After years on the political back burner, education is making a comeback in Washington, driven in large part by Democrats.

President Barack Obama has made saving teachers' jobs a key part of his effort to sell his $447 billion jobs package as he travels the country. Senate Democrats have made dramatic pleas to help schools with budget woes, and in a last-ditch effort to get at least part of the president's plan passed, a vote is expected soon on a section of the plan designed to save the jobs of teachers and first responders.

Separately, a Senate committee was to meet Wednesday to debate and amend the education law known as No Child Left Behind, one of the most significant efforts in the Senate to update the law since it was passed in 2002. Signaling some rare bipartisanship on Capitol Hill, Sens. Tom Harkin, D-Iowa, and Mike Enzi, R-Wyo., the top senators from their respective parties on education, announced agreement on the bill Monday.

But that agreement didn't satisfy the Obama administration, which voiced concern that the bill doesn't include a requirement that states and local districts develop plans for evaluating teachers and principals.

Last month, Obama announced he was frustrated that Congress hadn't fixed No Child Left Behind, despite widespread agreement that the 2002 law had flaws. He said he would allow states that met certain conditions to get around some of the provisions of the law. At least 39 states, in addition to the District of Columbia and Puerto Rico, have told the Education Department they intend to seek a waiver.

Republicans have scoffed at many of the Democrats' efforts. On Tuesday, Senate Republican leader Mitch McConnell likened the president's jobs plan to "bailouts" that perpetuate economic problems, not solve them. He said the "American people didn't send us here to kick our problems down the road, and they certainly didn't send us here to repeat the same mistakes over and over again — and then stick them and their children with the tab."

As for changes to No Child Left Behind, Sen. Lamar Alexander, R-Tenn., a former education secretary, said Monday that while he wasn't completely happy with the Harkin-Enzi bill, he planned to support passing it out of committee because if Congress didn't act, Education Secretary Arne Duncan would become a "waiver-granting czar" under Obama's plan.

Alexander said there was no reason Congress couldn't fix the law and send it to Obama by the end of the year before the first waivers are expected to be issued to states.

On the House side, a GOP-led committee has forwarded three bills that would revamp aspects of the law but has yet to fully tackle some of the more contentious issues, such as teacher effectiveness and accountability.

The White House has said that nearly 300,000 jobs in the education sector have been lost since 2008 and that Obama's plan would support the hiring or re-hiring of 400,000 educators.

When the president's plan was brought up in the Senate last week, not a single Republican senator supported it and it died. Democrats then said they would bring up parts of it separately, starting with the plan to save teachers' and first responders' jobs. Focusing on the plights of students unable to take physical education and art classes and school districts that have moved to a four-day school week because of budget cuts could help to put a sympathetic face on the administration's jobs plan and make it harder for Republicans to attack.

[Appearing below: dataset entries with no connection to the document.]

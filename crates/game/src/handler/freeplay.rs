use crate::session::PlayerId;

use super::{GameplayMessage, HandlerContext, SessionHandler, SnapshotError};

/// No-rules sandbox mode. Carries no state of its own; every scoped
/// value flows through the default rule set untouched.
#[derive(Default)]
pub struct FreeplayHandler;

impl FreeplayHandler {
    pub fn new() -> Self {
        Self
    }
}

impl SessionHandler for FreeplayHandler {
    fn tag(&self) -> &'static str {
        "freeplay"
    }

    fn start(&mut self, ctx: &HandlerContext) {
        log::debug!("freeplay handler live for session {}", ctx.multiverse);
    }

    fn stop(&mut self, _ctx: &HandlerContext) {}

    fn serialize_state(&self) -> Result<Vec<u8>, SnapshotError> {
        Ok(Vec::new())
    }

    fn restore_state(&mut self, _bytes: &[u8]) -> Result<(), SnapshotError> {
        Ok(())
    }

    fn handle_message(
        &mut self,
        ctx: &HandlerContext,
        sender: PlayerId,
        message: &GameplayMessage,
    ) {
        log::debug!(
            "freeplay session {} ignoring {message:?} from player {sender}",
            ctx.multiverse
        );
    }
}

Obama, at a stop Tuesday at Guilford Technical Community College in Jamestown, N.C., sought to sell his plan by emphasizing that budget problems could get worse for schools.

"I hope that members of Congress are going to be doing a little bit of listening to teachers and educators," Obama said. "We have a tendency to say great things about how important education is in the abstract, but we don't always put our money where our mouth is, and it's absolutely critical right now to make sure that we don't see the kinds of cutbacks that we've been seeing."

In support of the president's jobs plan, labor unions were expected to give the White House a boost Wednesday by sending hundreds of teachers, police and firefighters to a rally on Capitol Hill.

Terry Madonna, a political science professor at Franklin and Marshall College in Lancaster, Pa., said he thinks Obama recognizes the pinch states and local governments are feeling and genuinely believes that educators' and first responders' jobs need to be preserved.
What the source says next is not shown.